Data extracted from a collection.

==================================================

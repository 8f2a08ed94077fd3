//! Random-restart search loop.
//!
//! Plays independent trials until one solves the board or the try budget runs
//! out. Try `i` always uses the RNG seeded by `trial_seed(run_seed, i)`, and
//! batches are folded in try order, so the report depends only on the params,
//! not on how many threads ran the batches.

use std::ops::Range;
use std::sync::atomic::{AtomicBool, AtomicU64, Ordering};
use std::sync::{Arc, OnceLock};
use std::time::Instant;

use rayon::prelude::*;
use thiserror::Error;

use sk_core::config::Config;
use sk_core::{
    play_trial_from, play_trial_with_sink, trial_rng, trial_seed, Board, BoardError, TrialSink,
    DEFAULT_MOVE_CAP,
};

use crate::stats::{RunEnd, RunReport, RunStats, TrialRecord};

fn dbg_enabled() -> bool {
    static ON: OnceLock<bool> = OnceLock::new();
    *ON.get_or_init(|| matches!(std::env::var("SK_DEBUG_LOG").as_deref(), Ok("1" | "true" | "yes")))
}

#[derive(Debug, Error)]
pub enum SearchError {
    #[error("invalid search params: {0}")]
    InvalidParams(&'static str),
    #[error("invalid start board: {0}")]
    Board(#[from] BoardError),
    #[error("failed to build thread pool: {0}")]
    ThreadPool(#[from] rayon::ThreadPoolBuildError),
    #[error("run finished without recording a trial")]
    Empty,
}

/// Fully resolved search parameters.
#[derive(Debug, Clone, PartialEq, Eq)]
pub struct SearchParams {
    pub start: Board,
    /// Try cap per run (>= 1).
    pub max_tries: u64,
    /// Move cap per trial.
    pub move_cap: u32,
    pub seed: u64,
    /// 0 = rayon global pool, 1 = sequential, n = dedicated pool of n threads.
    pub threads: usize,
    /// Tries per batch (>= 1).
    pub batch_size: usize,
}

impl SearchParams {
    /// Standard board, default caps, sequential.
    pub fn new(seed: u64) -> Self {
        Self {
            start: Board::new(),
            max_tries: sk_core::config::DEFAULT_MAX_TRIES,
            move_cap: DEFAULT_MOVE_CAP,
            seed,
            threads: 1,
            batch_size: 4096,
        }
    }

    /// Resolve a config. A missing seed is drawn from OS entropy.
    pub fn from_config(cfg: &Config) -> Result<Self, SearchError> {
        let s = &cfg.search;
        let params = Self {
            start: cfg.board.start_board()?,
            max_tries: s.max_tries,
            move_cap: s.move_cap,
            seed: s.seed.unwrap_or_else(rand::random),
            threads: s.threads,
            batch_size: s.batch_size,
        };
        params.validate()?;
        Ok(params)
    }

    pub fn validate(&self) -> Result<(), SearchError> {
        if self.max_tries == 0 {
            return Err(SearchError::InvalidParams("max_tries must be >= 1"));
        }
        if self.batch_size == 0 {
            return Err(SearchError::InvalidParams("batch_size must be >= 1"));
        }
        Ok(())
    }
}

/// Progress callback, invoked after every batch with the stats so far.
pub trait SearchObserver {
    fn on_batch(&mut self, stats: &RunStats);
}

impl SearchObserver for () {
    fn on_batch(&mut self, _stats: &RunStats) {}
}

/// Requests a running search to stop at the next batch boundary.
#[derive(Debug, Clone)]
pub struct CancelHandle {
    flag: Arc<AtomicBool>,
}

impl CancelHandle {
    pub fn cancel(&self) {
        self.flag.store(true, Ordering::Relaxed);
    }

    pub fn is_cancelled(&self) -> bool {
        self.flag.load(Ordering::Relaxed)
    }
}

enum Exec {
    Sequential,
    Global,
    Pool(rayon::ThreadPool),
}

pub struct Searcher {
    params: SearchParams,
    exec: Exec,
    cancel: Arc<AtomicBool>,
    /// Trials actually played, including ones discarded after an earlier solve.
    played: AtomicU64,
}

impl Searcher {
    pub fn new(params: SearchParams) -> Result<Self, SearchError> {
        params.validate()?;
        let exec = match params.threads {
            0 => Exec::Global,
            1 => Exec::Sequential,
            n => Exec::Pool(rayon::ThreadPoolBuilder::new().num_threads(n).build()?),
        };
        Ok(Self {
            params,
            exec,
            cancel: Arc::new(AtomicBool::new(false)),
            played: AtomicU64::new(0),
        })
    }

    pub fn params(&self) -> &SearchParams {
        &self.params
    }

    pub fn cancel_handle(&self) -> CancelHandle {
        CancelHandle {
            flag: Arc::clone(&self.cancel),
        }
    }

    pub fn run(&self) -> Result<RunReport, SearchError> {
        self.run_observed(&mut ())
    }

    /// Run to completion, calling `observer` after every batch.
    ///
    /// The first batch always runs; cancellation is honoured between batches.
    pub fn run_observed<O>(&self, observer: &mut O) -> Result<RunReport, SearchError>
    where
        O: SearchObserver + ?Sized,
    {
        let t0 = Instant::now();
        let max_tries = self.params.max_tries;
        let batch = self.params.batch_size as u64;

        let mut stats = RunStats::new();
        let mut next: u64 = 0;
        let end = loop {
            let hi = next.saturating_add(batch).min(max_tries);
            let part = self.play_batch(next..hi);
            let solved = part.solved();
            stats = stats.merge(part);
            next = hi;
            observer.on_batch(&stats);

            if dbg_enabled() {
                eprintln!(
                    "[sk-search] tries={} best={:?} solved={} elapsed_ms={}",
                    stats.tries,
                    stats.best.map(|r| r.outcome.remaining),
                    solved,
                    t0.elapsed().as_millis()
                );
            }

            if solved {
                break RunEnd::Solved;
            }
            if next >= max_tries {
                break RunEnd::TryBudgetExhausted;
            }
            if self.cancel.load(Ordering::Relaxed) {
                break RunEnd::Cancelled;
            }
        };

        stats
            .finish(end, self.params.seed, t0.elapsed())
            .ok_or(SearchError::Empty)
    }

    /// Trials played over all runs of this searcher.
    pub(crate) fn trials_played(&self) -> u64 {
        self.played.load(Ordering::Relaxed)
    }

    fn play_one(&self, index: u64) -> TrialRecord {
        self.played.fetch_add(1, Ordering::Relaxed);
        let seed = trial_seed(self.params.seed, index);
        let mut rng = trial_rng(seed);
        let outcome = play_trial_from(&self.params.start, self.params.move_cap, &mut rng);
        TrialRecord {
            index,
            seed,
            outcome,
        }
    }

    /// Stats for tries in `range`, cut after the first solved try.
    fn play_batch(&self, range: Range<u64>) -> RunStats {
        match &self.exec {
            Exec::Sequential => {
                let mut stats = RunStats::new();
                for i in range {
                    let rec = self.play_one(i);
                    stats.push(&rec);
                    if rec.outcome.solved() {
                        break;
                    }
                }
                stats
            }
            Exec::Global => self.play_batch_par(range),
            Exec::Pool(pool) => pool.install(|| self.play_batch_par(range)),
        }
    }

    fn play_batch_par(&self, range: Range<u64>) -> RunStats {
        let lo = range.start;
        let len = (range.end - range.start) as usize;
        // Lowest solved index so far; tries above it skip their work.
        let first_solved = AtomicU64::new(u64::MAX);

        let records: Vec<Option<TrialRecord>> = (0..len)
            .into_par_iter()
            .map(|k| {
                let i = lo + k as u64;
                if i > first_solved.load(Ordering::Relaxed) {
                    return None;
                }
                let rec = self.play_one(i);
                if rec.outcome.solved() {
                    first_solved.fetch_min(i, Ordering::Relaxed);
                }
                Some(rec)
            })
            .collect();

        // Every try at or below the final cutoff ran, since skips only happen
        // above an already-published solved index.
        let cutoff = first_solved.load(Ordering::Relaxed);
        let mut stats = RunStats::new();
        for rec in records.into_iter().flatten() {
            if rec.index > cutoff {
                break;
            }
            stats.push(&rec);
        }
        stats
    }
}

/// Run a search with `params`.
pub fn run(params: &SearchParams) -> Result<RunReport, SearchError> {
    Searcher::new(params.clone())?.run()
}

/// Replay try `index` of a run, reporting each move to `sink`.
pub fn replay_trial<S>(params: &SearchParams, index: u64, sink: &mut S) -> TrialRecord
where
    S: TrialSink + ?Sized,
{
    let seed = trial_seed(params.seed, index);
    let mut rng = trial_rng(seed);
    let outcome = play_trial_with_sink(&params.start, params.move_cap, &mut rng, sink);
    TrialRecord {
        index,
        seed,
        outcome,
    }
}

==================================================

Problem details.
If a line in the records contains the word "sync", copy it.

Expected answer.
use std::sync::atomic::{AtomicBool, AtomicU64, Ordering};
use std::sync::{Arc, OnceLock};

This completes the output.